====== TASK MATERIAL
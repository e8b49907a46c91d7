use axum::{
    extract::Request,
    http::HeaderMap,
    middleware::Next,
    response::Response,
};
use uuid::Uuid;

use crate::auth::{self, Claims};
use crate::config;
use crate::error::ApiError;
use crate::models::Role;

/// Authenticated actor context extracted from the bearer token. Carries the
/// claims as issued; handlers needing fresh profile data resolve the user from
/// the store themselves.
#[derive(Clone, Copy, Debug)]
pub struct AuthUser {
    pub user_id: Uuid,
    pub role: Role,
}

impl From<Claims> for AuthUser {
    fn from(claims: Claims) -> Self {
        Self {
            user_id: claims.sub,
            role: claims.role,
        }
    }
}

/// JWT authentication middleware that validates tokens and injects the actor
/// context into the request.
pub async fn jwt_auth_middleware(
    headers: HeaderMap,
    mut request: Request,
    next: Next,
) -> Result<Response, ApiError> {
    let token = extract_bearer_token(&headers).map_err(ApiError::unauthorized)?;

    let claims = auth::validate_jwt(&token, &config::config().security.jwt_secret)
        .map_err(|_| ApiError::unauthorized("Token is not valid"))?;

    request.extensions_mut().insert(AuthUser::from(claims));
    Ok(next.run(request).await)
}

/// Extract the token from an `Authorization: Bearer <token>` header.
fn extract_bearer_token(headers: &HeaderMap) -> Result<String, &'static str> {
    let auth_header = headers
        .get("authorization")
        .ok_or("No token, authorization denied")?;

    let auth_str = auth_header
        .to_str()
        .map_err(|_| "Invalid Authorization header format")?;

    if let Some(token) = auth_str.strip_prefix("Bearer ") {
        if token.trim().is_empty() {
            return Err("Empty bearer token");
        }
        Ok(token.to_string())
    } else {
        Err("Authorization header must use Bearer token format")
    }
}
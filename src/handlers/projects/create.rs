use axum::{extract::State, http::StatusCode, response::Json, Extension};
use serde::Deserialize;
use uuid::Uuid;

use crate::error::ApiError;
use crate::middleware::AuthUser;
use crate::models::ProjectDetail;
use crate::services::ProjectService;
use crate::state::AppState;

#[derive(Debug, Deserialize)]
pub struct CreateProjectRequest {
    pub name: String,
    #[serde(default)]
    pub description: String,
    #[serde(default)]
    pub members: Vec<Uuid>,
}

/// POST /projects - Create a project owned by the actor
///
/// ADMIN and DESIGNER only; clients get 403 and nothing is persisted.
pub async fn project_post(
    State(state): State<AppState>,
    Extension(actor): Extension<AuthUser>,
    Json(payload): Json<CreateProjectRequest>,
) -> Result<(StatusCode, Json<ProjectDetail>), ApiError> {
    let service = ProjectService::new(state.store);
    let project = service
        .create(&actor, payload.name, payload.description, payload.members)
        .await?;
    Ok((StatusCode::CREATED, Json(project)))
}
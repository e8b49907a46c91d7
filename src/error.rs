// HTTP API Error Types
use axum::{http::StatusCode, response::IntoResponse, Json};
use serde_json::{json, Value};

use crate::auth::AuthError;
use crate::database::store::StoreError;

/// HTTP API error with appropriate status codes and client-friendly messages
#[derive(Debug)]
pub enum ApiError {
    // 400 Bad Request
    BadRequest(String),

    // 401 Unauthorized
    Unauthorized(String),

    // 403 Forbidden
    Forbidden(String),

    // 404 Not Found
    NotFound(String),

    // 409 Conflict
    Conflict(String),

    // 500 Internal Server Error
    InternalServerError(String),

    // 503 Service Unavailable
    ServiceUnavailable(String),
}

impl ApiError {
    /// Get HTTP status code
    pub fn status_code(&self) -> StatusCode {
        match self {
            ApiError::BadRequest(_) => StatusCode::BAD_REQUEST,
            ApiError::Unauthorized(_) => StatusCode::UNAUTHORIZED,
            ApiError::Forbidden(_) => StatusCode::FORBIDDEN,
            ApiError::NotFound(_) => StatusCode::NOT_FOUND,
            ApiError::Conflict(_) => StatusCode::CONFLICT,
            ApiError::InternalServerError(_) => StatusCode::INTERNAL_SERVER_ERROR,
            ApiError::ServiceUnavailable(_) => StatusCode::SERVICE_UNAVAILABLE,
        }
    }

    /// Get client-safe error message
    pub fn message(&self) -> &str {
        match self {
            ApiError::BadRequest(msg)
            | ApiError::Unauthorized(msg)
            | ApiError::Forbidden(msg)
            | ApiError::NotFound(msg)
            | ApiError::Conflict(msg)
            | ApiError::InternalServerError(msg)
            | ApiError::ServiceUnavailable(msg) => msg,
        }
    }

    /// Get error code for client handling
    pub fn error_code(&self) -> &'static str {
        match self {
            ApiError::BadRequest(_) => "BAD_REQUEST",
            ApiError::Unauthorized(_) => "UNAUTHORIZED",
            ApiError::Forbidden(_) => "FORBIDDEN",
            ApiError::NotFound(_) => "NOT_FOUND",
            ApiError::Conflict(_) => "CONFLICT",
            ApiError::InternalServerError(_) => "INTERNAL_SERVER_ERROR",
            ApiError::ServiceUnavailable(_) => "SERVICE_UNAVAILABLE",
        }
    }

    /// Convert to JSON response body
    pub fn to_json(&self) -> Value {
        json!({
            "error": true,
            "message": self.message(),
            "code": self.error_code()
        })
    }
}

// Static constructor methods
impl ApiError {
    pub fn bad_request(message: impl Into<String>) -> Self {
        ApiError::BadRequest(message.into())
    }

    pub fn unauthorized(message: impl Into<String>) -> Self {
        ApiError::Unauthorized(message.into())
    }

    pub fn forbidden(message: impl Into<String>) -> Self {
        ApiError::Forbidden(message.into())
    }

    pub fn not_found(message: impl Into<String>) -> Self {
        ApiError::NotFound(message.into())
    }

    pub fn conflict(message: impl Into<String>) -> Self {
        ApiError::Conflict(message.into())
    }

    pub fn internal_server_error(message: impl Into<String>) -> Self {
        ApiError::InternalServerError(message.into())
    }

    pub fn service_unavailable(message: impl Into<String>) -> Self {
        ApiError::ServiceUnavailable(message.into())
    }
}

// Convert store failures to HTTP errors. Backend detail is logged, never leaked.
impl From<StoreError> for ApiError {
    fn from(err: StoreError) -> Self {
        match err {
            StoreError::NotFound => ApiError::not_found("Record not found"),
            StoreError::EmailInUse => ApiError::bad_request("Email already in use"),
            StoreError::Conflict => {
                ApiError::conflict("Project was modified by another request, retry with fresh data")
            }
            StoreError::UnknownUser(id) => {
                ApiError::bad_request(format!("Unknown user in member list: {}", id))
            }
            StoreError::Sqlx(sqlx::Error::PoolTimedOut) => {
                tracing::error!("store connection pool timed out");
                ApiError::service_unavailable("Database temporarily unavailable")
            }
            StoreError::Sqlx(sqlx_err) => {
                tracing::error!("store error: {}", sqlx_err);
                ApiError::internal_server_error("An error occurred while processing your request")
            }
        }
    }
}

impl From<AuthError> for ApiError {
    fn from(err: AuthError) -> Self {
        match err {
            AuthError::InvalidToken(_) => ApiError::unauthorized("Token is not valid"),
            AuthError::TokenGeneration(msg) => {
                tracing::error!("JWT generation failed: {}", msg);
                ApiError::internal_server_error("Failed to issue credentials")
            }
            AuthError::MissingSecret => {
                tracing::error!("JWT secret not configured");
                ApiError::internal_server_error("Failed to issue credentials")
            }
        }
    }
}

// Standard error trait implementations
impl std::fmt::Display for ApiError {
    fn fmt(&self, f: &mut std::fmt::Formatter<'_>) -> std::fmt::Result {
        write!(f, "{}", self.message())
    }
}

impl std::error::Error for ApiError {}

// Automatic HTTP response conversion for Axum
impl IntoResponse for ApiError {
    fn into_response(self) -> axum::response::Response {
        (self.status_code(), Json(self.to_json())).into_response()
    }
}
============
* BRIEF: Each entry above is to be transcribed without alteration.

* RESULT OF THE EXERCISE:
repository e8b49907a46c91d7
use axum::{
    extract::Request,
    http::HeaderMap,
    middleware::Next,
    response::Response,
};
use uuid::Uuid;

use crate::auth::{self, Claims};
use crate::config;
use crate::error::ApiError;
use crate::models::Role;

/// Authenticated actor context extracted from the bearer token. Carries the
/// claims as issued; handlers needing fresh profile data resolve the user from
/// the store themselves.
#[derive(Clone, Copy, Debug)]
pub struct AuthUser {
    pub user_id: Uuid,
    pub role: Role,
}

impl From<Claims> for AuthUser {
    fn from(claims: Claims) -> Self {
        Self {
            user_id: claims.sub,
            role: claims.role,
        }
    }
}

/// JWT authentication middleware that validates tokens and injects the actor
/// context into the request.
pub async fn jwt_auth_middleware(
    headers: HeaderMap,
    mut request: Request,
    next: Next,
) -> Result<Response, ApiError> {
    let token = extract_bearer_token(&headers).map_err(ApiError::unauthorized)?;

    let claims = auth::validate_jwt(&token, &config::config().security.jwt_secret)
        .map_err(|_| ApiError::unauthorized("Token is not valid"))?;

    request.extensions_mut().insert(AuthUser::from(claims));
    Ok(next.run(request).await)
}

/// Extract the token from an `Authorization: Bearer <token>` header.
fn extract_bearer_token(headers: &HeaderMap) -> Result<String, &'static str> {
    let auth_header = headers
        .get("authorization")
        .ok_or("No token, authorization denied")?;

    let auth_str = auth_header
        .to_str()
        .map_err(|_| "Invalid Authorization header format")?;

    if let Some(token) = auth_str.strip_prefix("Bearer ") {
        if token.trim().is_empty() {
            return Err("Empty bearer token");
        }
        Ok(token.to_string())
    } else {
        Err("Authorization header must use Bearer token format")
    }
}
filename src/handlers/projects/create.rs
use axum::{extract::State, http::StatusCode, response::Json, Extension};
use serde::Deserialize;
use uuid::Uuid;

use crate::error::ApiError;
use crate::middleware::AuthUser;
use crate::models::ProjectDetail;
use crate::services::ProjectService;
use crate::state::AppState;

#[derive(Debug, Deserialize)]
pub struct CreateProjectRequest {
    pub name: String,
    #[serde(default)]
    pub description: String,
    #[serde(default)]
    pub members: Vec<Uuid>,
}

/// POST /projects - Create a project owned by the actor
///
/// ADMIN and DESIGNER only; clients get 403 and nothing is persisted.
pub async fn project_post(
    State(state): State<AppState>,
    Extension(actor): Extension<AuthUser>,
    Json(payload): Json<CreateProjectRequest>,
) -> Result<(StatusCode, Json<ProjectDetail>), ApiError> {
    let service = ProjectService::new(state.store);
    let project = service
        .create(&actor, payload.name, payload.description, payload.members)
        .await?;
    Ok((StatusCode::CREATED, Json(project)))
}
repository e8b49907a46c91d7
filename src/error.rs
// HTTP API Error Types
use axum::{http::StatusCode, response::IntoResponse, Json};
use serde_json::{json, Value};

use crate::auth::AuthError;
use crate::database::store::StoreError;

/// HTTP API error with appropriate status codes and client-friendly messages
#[derive(Debug)]
pub enum ApiError {
    // 400 Bad Request
    BadRequest(String),

    // 401 Unauthorized
    Unauthorized(String),

    // 403 Forbidden
    Forbidden(String),

    // 404 Not Found
    NotFound(String),

    // 409 Conflict
    Conflict(String),

    // 500 Internal Server Error
    InternalServerError(String),

    // 503 Service Unavailable
    ServiceUnavailable(String),
}

impl ApiError {
    /// Get HTTP status code
    pub fn status_code(&self) -> StatusCode {
        match self {
            ApiError::BadRequest(_) => StatusCode::BAD_REQUEST,
            ApiError::Unauthorized(_) => StatusCode::UNAUTHORIZED,
            ApiError::Forbidden(_) => StatusCode::FORBIDDEN,
            ApiError::NotFound(_) => StatusCode::NOT_FOUND,
            ApiError::Conflict(_) => StatusCode::CONFLICT,
            ApiError::InternalServerError(_) => StatusCode::INTERNAL_SERVER_ERROR,
            ApiError::ServiceUnavailable(_) => StatusCode::SERVICE_UNAVAILABLE,
        }
    }

    /// Get client-safe error message
    pub fn message(&self) -> &str {
        match self {
            ApiError::BadRequest(msg)
            | ApiError::Unauthorized(msg)
            | ApiError::Forbidden(msg)
            | ApiError::NotFound(msg)
            | ApiError::Conflict(msg)
            | ApiError::InternalServerError(msg)
            | ApiError::ServiceUnavailable(msg) => msg,
        }
    }

    /// Get error code for client handling
    pub fn error_code(&self) -> &'static str {
        match self {
            ApiError::BadRequest(_) => "BAD_REQUEST",
            ApiError::Unauthorized(_) => "UNAUTHORIZED",
            ApiError::Forbidden(_) => "FORBIDDEN",
            ApiError::NotFound(_) => "NOT_FOUND",
            ApiError::Conflict(_) => "CONFLICT",
            ApiError::InternalServerError(_) => "INTERNAL_SERVER_ERROR",
            ApiError::ServiceUnavailable(_) => "SERVICE_UNAVAILABLE",
        }
    }

    /// Convert to JSON response body
    pub fn to_json(&self) -> Value {
        json!({
            "error": true,
            "message": self.message(),
            "code": self.error_code()
        })
    }
}

// Static constructor methods
impl ApiError {
    pub fn bad_request(message: impl Into<String>) -> Self {
        ApiError::BadRequest(message.into())
    }

    pub fn unauthorized(message: impl Into<String>) -> Self {
        ApiError::Unauthorized(message.into())
    }

    pub fn forbidden(message: impl Into<String>) -> Self {
        ApiError::Forbidden(message.into())
    }

    pub fn not_found(message: impl Into<String>) -> Self {
        ApiError::NotFound(message.into())
    }

    pub fn conflict(message: impl Into<String>) -> Self {
        ApiError::Conflict(message.into())
    }

    pub fn internal_server_error(message: impl Into<String>) -> Self {
        ApiError::InternalServerError(message.into())
    }

    pub fn service_unavailable(message: impl Into<String>) -> Self {
        ApiError::ServiceUnavailable(message.into())
    }
}

// Convert store failures to HTTP errors. Backend detail is logged, never leaked.
impl From<StoreError> for ApiError {
    fn from(err: StoreError) -> Self {
        match err {
            StoreError::NotFound => ApiError::not_found("Record not found"),
            StoreError::EmailInUse => ApiError::bad_request("Email already in use"),
            StoreError::Conflict => {
                ApiError::conflict("Project was modified by another request, retry with fresh data")
            }
            StoreError::UnknownUser(id) => {
                ApiError::bad_request(format!("Unknown user in member list: {}", id))
            }
            StoreError::Sqlx(sqlx::Error::PoolTimedOut) => {
                tracing::error!("store connection pool timed out");
                ApiError::service_unavailable("Database temporarily unavailable")
            }
            StoreError::Sqlx(sqlx_err) => {
                tracing::error!("store error: {}", sqlx_err);
                ApiError::internal_server_error("An error occurred while processing your request")
            }
        }
    }
}

impl From<AuthError> for ApiError {
    fn from(err: AuthError) -> Self {
        match err {
            AuthError::InvalidToken(_) => ApiError::unauthorized("Token is not valid"),
            AuthError::TokenGeneration(msg) => {
                tracing::error!("JWT generation failed: {}", msg);
                ApiError::internal_server_error("Failed to issue credentials")
            }
            AuthError::MissingSecret => {
                tracing::error!("JWT secret not configured");
                ApiError::internal_server_error("Failed to issue credentials")
            }
        }
    }
}

// Standard error trait implementations
impl std::fmt::Display for ApiError {
    fn fmt(&self, f: &mut std::fmt::Formatter<'_>) -> std::fmt::Result {
        write!(f, "{}", self.message())
    }
}

impl std::error::Error for ApiError {}

// Automatic HTTP response conversion for Axum
impl IntoResponse for ApiError {
    fn into_response(self) -> axum::response::Response {
        (self.status_code(), Json(self.to_json())).into_response()
    }
}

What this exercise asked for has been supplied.